++++ DATASET CONTENT ++++

//! Session manager: long-lived agent loops keyed by id.

use std::collections::{BTreeSet, HashMap};
use std::path::PathBuf;
use std::sync::atomic::{AtomicU64, Ordering};
use std::sync::Arc;
use std::time::Duration;

use parking_lot::Mutex;
use serde::Serialize;
use tracing::{debug, info};

use llagent_core::SessionStats;
use llagent_llm::ModelBackend;
use llagent_permissions::PermissionScope;
use llagent_skills::{AgentsMdManager, SkillsManager};
use llagent_tools::ToolRegistry;

use crate::config::AgentConfig;
use crate::session::{Session, SessionState};

/// Per-session overrides accepted at creation time.
#[derive(Clone, Debug, Default)]
pub struct SessionConfig {
    /// Restrict the tools advertised to the model.
    pub allowed_tools: Option<BTreeSet<String>>,
    /// Skip all permission prompts.
    pub yolo: Option<bool>,
    /// Iteration cap override.
    pub max_iterations: Option<u32>,
    /// Working directory override.
    pub working_dir: Option<PathBuf>,
    /// Skills discovery toggle.
    pub enable_skills: Option<bool>,
    /// Extra skill search paths.
    pub skills_paths: Vec<PathBuf>,
    /// AGENTS.md discovery toggle.
    pub enable_agents_md: Option<bool>,
}

/// Summary of one session.
#[derive(Clone, Debug, Serialize)]
pub struct SessionInfo {
    /// Session id (`sess_` + 8 hex digits).
    pub session_id: String,
    /// Current state.
    pub state: SessionState,
    /// Messages in the conversation.
    pub message_count: usize,
    /// Token counters.
    pub stats: SessionStats,
}

/// The user-level config directory (`~/.llama-agent`).
#[must_use]
pub fn config_dir() -> Option<PathBuf> {
    std::env::var("HOME")
        .ok()
        .map(|home| PathBuf::from(home).join(".llama-agent"))
}

/// Fill in the prompt sections of a config by running skills and AGENTS.md
/// discovery against its working directory.
pub fn prepare_prompt_sections(config: &mut AgentConfig) {
    if config.enable_agents_md && config.agents_md_prompt_section.is_empty() {
        let mut manager = AgentsMdManager::new();
        let _ = manager.discover(&config.working_dir, config_dir().as_deref());
        config.agents_md_prompt_section = manager.prompt_section();
    }
    if config.enable_skills && config.skills_prompt_section.is_empty() {
        let mut paths = vec![config.working_dir.join("skills")];
        if let Some(dir) = config_dir() {
            paths.push(dir.join("skills"));
        }
        paths.extend(config.skills_paths.iter().cloned());

        let mut manager = SkillsManager::new();
        let _ = manager.discover(&paths);
        config.skills_prompt_section = manager.prompt_section();
    }
}

/// Owns the session map; thread-safe across sessions.
pub struct SessionManager {
    backend: Arc<dyn ModelBackend>,
    registry: Arc<ToolRegistry>,
    defaults: AgentConfig,
    sessions: Mutex<HashMap<String, Arc<Session>>>,
    counter: AtomicU64,
}

impl SessionManager {
    /// Manager with per-session defaults.
    #[must_use]
    pub fn new(
        backend: Arc<dyn ModelBackend>,
        registry: Arc<ToolRegistry>,
        defaults: AgentConfig,
    ) -> Self {
        Self {
            backend,
            registry,
            defaults,
            sessions: Mutex::new(HashMap::new()),
            counter: AtomicU64::new(1),
        }
    }

    fn next_id(&self) -> String {
        format!("sess_{:08x}", self.counter.fetch_add(1, Ordering::Relaxed))
    }

    /// The tool registry shared by all sessions.
    #[must_use]
    pub fn registry(&self) -> &Arc<ToolRegistry> {
        &self.registry
    }

    /// Create a session, applying overrides to the defaults.
    pub fn create_session(&self, overrides: &SessionConfig) -> String {
        let mut config = self.defaults.clone();
        if let Some(yolo) = overrides.yolo {
            config.yolo = yolo;
        }
        if let Some(max_iterations) = overrides.max_iterations {
            config.max_iterations = max_iterations;
        }
        if let Some(working_dir) = &overrides.working_dir {
            config.working_dir = working_dir.clone();
            // New root means the baked-in sections no longer apply.
            config.agents_md_prompt_section.clear();
            config.skills_prompt_section.clear();
        }
        if let Some(enable_skills) = overrides.enable_skills {
            config.enable_skills = enable_skills;
            if !enable_skills {
                config.skills_prompt_section.clear();
            }
        }
        if let Some(enable_agents_md) = overrides.enable_agents_md {
            config.enable_agents_md = enable_agents_md;
            if !enable_agents_md {
                config.agents_md_prompt_section.clear();
            }
        }
        config.skills_paths.extend(overrides.skills_paths.iter().cloned());
        prepare_prompt_sections(&mut config);

        let id = self.next_id();
        let session = Session::new(
            id.clone(),
            self.backend.clone(),
            self.registry.clone(),
            config,
        );
        if let Some(allowed) = &overrides.allowed_tools {
            session.restrict_tools(allowed.clone());
        }

        let _ = self.sessions.lock().insert(id.clone(), session);
        info!(session_id = %id, "session created");
        id
    }

    /// Look up a session.
    #[must_use]
    pub fn get_session(&self, id: &str) -> Option<Arc<Session>> {
        self.sessions.lock().get(id).cloned()
    }

    /// Like [`Self::get_session`] but with a typed error for API layers.
    pub fn session(&self, id: &str) -> Result<Arc<Session>, crate::RuntimeError> {
        self.get_session(id)
            .ok_or_else(|| crate::RuntimeError::SessionNotFound(id.to_owned()))
    }

    /// Remove a session; returns whether it existed.
    pub fn delete_session(&self, id: &str) -> bool {
        let removed = self.sessions.lock().remove(id);
        if let Some(session) = &removed {
            session.cancel();
            debug!(session_id = %id, "session deleted");
        }
        removed.is_some()
    }

    /// Summaries of all sessions.
    #[must_use]
    pub fn list_sessions(&self) -> Vec<SessionInfo> {
        let mut infos: Vec<SessionInfo> = self
            .sessions
            .lock()
            .values()
            .map(|s| SessionInfo {
                session_id: s.id().to_owned(),
                state: s.state(),
                message_count: s.message_count(),
                stats: s.stats(),
            })
            .collect();
        infos.sort_by(|a, b| a.session_id.cmp(&b.session_id));
        infos
    }

    /// Number of sessions.
    #[must_use]
    pub fn session_count(&self) -> usize {
        self.sessions.lock().len()
    }

    /// Route a permission answer to whichever session owns the request.
    pub fn respond_permission(
        &self,
        request_id: &str,
        allowed: bool,
        scope: PermissionScope,
    ) -> bool {
        let sessions: Vec<Arc<Session>> = self.sessions.lock().values().cloned().collect();
        sessions
            .iter()
            .any(|s| s.respond_permission(request_id, allowed, scope))
    }

    /// Drop settled sessions idle longer than `timeout`.
    pub fn cleanup(&self, timeout: Duration) {
        self.sessions
            .lock()
            .retain(|_, s| !(s.state().is_settled() && s.idle_for() > timeout));
    }
}

// ─────────────────────────────────────────────────────────────────────────────
// Tests
// ─────────────────────────────────────────────────────────────────────────────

++++

• YOUR OBJECTIVE
Within the material above, find every line containing the word "toggle" and copy it.

• SOLUTION TO THE EXERCISE
    /// Skills discovery toggle.
    /// AGENTS.md discovery toggle.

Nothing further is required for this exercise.